スキマバイト募集に「美容師求人」なぜ多い?「若手が居着かない」と深刻な人手不足に苦しむ現場の悲鳴 一方で「信用第一なのに“日雇い”でいいのか」の懸念も
「サロン側のブランディングになりづらい」
神奈川県内の美容室で店長を務めるBさん(20代・男性)は、スタイリスト歴5年。人手不足ではあるが、「スキマバイトは怖い」と慎重な見方だ。 「美容室はお客様の信用が第一です。『シャンプーだけ』とはいっても、お客様の髪に触れますし、店内にはたくさんの刃物もあるので、どこの誰かもわからないスタッフをその日だけ雇うわけにいきません。スキマバイトの募集内容を見ると、たしかに単純な仕事が多い印象ですが、とはいえリスクは避けられないと思います」(Bさん) Bさんの店舗では現在、女性スタッフ2名が産休・育休に入っており、「追加の人材はいつでも欲しい状況」だと明かす。
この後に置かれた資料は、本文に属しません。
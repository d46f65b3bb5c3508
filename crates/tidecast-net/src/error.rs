//! Error types for the networking layer.

use thiserror::Error;

/// Terminal failure of a request pipeline.
///
/// Every call into the executor resolves to exactly one of these, or to a
/// decoded value. The variants carry enough detail for UI messaging: a kind,
/// a human-readable message via `Display`, and a numeric code where one exists.
#[derive(Error, Debug, Clone, PartialEq, Eq)]
pub enum NetworkError {
    /// The endpoint could not be turned into a valid URL.
    #[error("invalid URL: {0}")]
    InvalidUrl(String),

    /// The server answered with an empty body where data was expected.
    #[error("no data received")]
    NoData,

    /// The response body could not be decoded into the requested type.
    #[error("failed to decode response: {0}")]
    Decoding(String),

    /// The request parameters could not be encoded.
    #[error("failed to encode request: {0}")]
    Encoding(String),

    /// Non-success HTTP status without a dedicated variant.
    #[error("server error {code}: {message}")]
    Server {
        /// HTTP status code.
        code: u16,
        /// Message extracted from the response body, possibly empty.
        message: String,
    },

    /// The transport failed before a response was received.
    #[error("transport error: {0}")]
    Transport(String),

    /// The request timed out.
    #[error("request timed out")]
    Timeout,

    /// The request was cancelled by the caller.
    #[error("request was cancelled")]
    Cancelled,

    /// No network path is available.
    #[error("no network connection")]
    NoConnectivity,

    /// HTTP 401.
    #[error("authentication required")]
    Unauthorized,

    /// HTTP 403.
    #[error("access forbidden")]
    Forbidden,

    /// HTTP 404.
    #[error("resource not found")]
    NotFound,

    /// HTTP 429.
    #[error("rate limit exceeded")]
    RateLimited,

    /// HTTP 503.
    #[error("service unavailable")]
    ServiceUnavailable,

    /// Anything that does not fit the categories above.
    #[error("unknown error: {0}")]
    Unknown(String),
}

impl NetworkError {
    /// Map a non-2xx HTTP status to its error kind.
    ///
    /// Returns `None` for 2xx statuses.
    pub fn from_status(code: u16, body: &[u8]) -> Option<Self> {
        match code {
            200..=299 => None,
            401 => Some(Self::Unauthorized),
            403 => Some(Self::Forbidden),
            404 => Some(Self::NotFound),
            429 => Some(Self::RateLimited),
            503 => Some(Self::ServiceUnavailable),
            _ => Some(Self::Server {
                code,
                message: server_message(body),
            }),
        }
    }

    /// Numeric code associated with this error, if any.
    pub fn code(&self) -> Option<u16> {
        match self {
            Self::Server { code, .. } => Some(*code),
            Self::Unauthorized => Some(401),
            Self::Forbidden => Some(403),
            Self::NotFound => Some(404),
            Self::Timeout => Some(408),
            Self::RateLimited => Some(429),
            Self::ServiceUnavailable => Some(503),
            _ => None,
        }
    }

    /// Whether the retry loop may attempt the transport call again.
    ///
    /// Timeouts, transport failures and 5xx responses are retryable; every
    /// other kind terminates the attempt loop immediately.
    pub fn is_retryable(&self) -> bool {
        match self {
            Self::Timeout | Self::Transport(_) | Self::ServiceUnavailable => true,
            Self::Server { code, .. } => *code >= 500,
            _ => false,
        }
    }
}

/// Pull a short message out of an error body.
///
/// JSON bodies with a `message` or `error` string field yield that field,
/// otherwise the body text is used, truncated.
fn server_message(body: &[u8]) -> String {
    if let Ok(value) = serde_json::from_slice::<serde_json::Value>(body) {
        for field in ["message", "error"] {
            if let Some(msg) = value.get(field).and_then(|v| v.as_str()) {
                return msg.to_string();
            }
        }
    }
    String::from_utf8_lossy(body).chars().take(200).collect()
}

impl From<reqwest::Error> for NetworkError {
    fn from(err: reqwest::Error) -> Self {
        if err.is_timeout() {
            Self::Timeout
        } else if err.is_builder() {
            Self::InvalidUrl(err.to_string())
        } else if err.is_decode() {
            Self::Decoding(err.to_string())
        } else {
            Self::Transport(err.to_string())
        }
    }
}

impl From<url::ParseError> for NetworkError {
    fn from(err: url::ParseError) -> Self {
        Self::InvalidUrl(err.to_string())
    }
}

impl From<serde_json::Error> for NetworkError {
    fn from(err: serde_json::Error) -> Self {
        Self::Decoding(err.to_string())
    }
}

/// A specialized Result type for network operations.
pub type Result<T> = std::result::Result<T, NetworkError>;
それでも“スキマバイト採用”に乗り気でない理由に「そもそも、本当にスキルがある人や成長意欲がある人が応募してくるのか疑問」だと語る。 「美容師を一度辞めた人が『お小遣い稼ぎをしたい』とか、『ゆるく稼ぎたい』とかであればあり得るかもしれませんが、本気でやる気のある美容師は興味を持たないと思います。基本的に美容師は、お客様の喜ぶ姿を見て成長する仕事。コミュニケーションが不要な激安カット店ならともかく、日常的に“その日限り”のスタッフがいるのは、サロン側のブランディングを毀損するような気がします」(Bさん) スキマバイトのサービスが業界の内情に上手くフィットすれば、人手不足や人件費などの問題解消の一助になるかもしれないが、、そのリスクへの懸念から利用に踏みだせないジレンマを抱える美容室もあるようだ。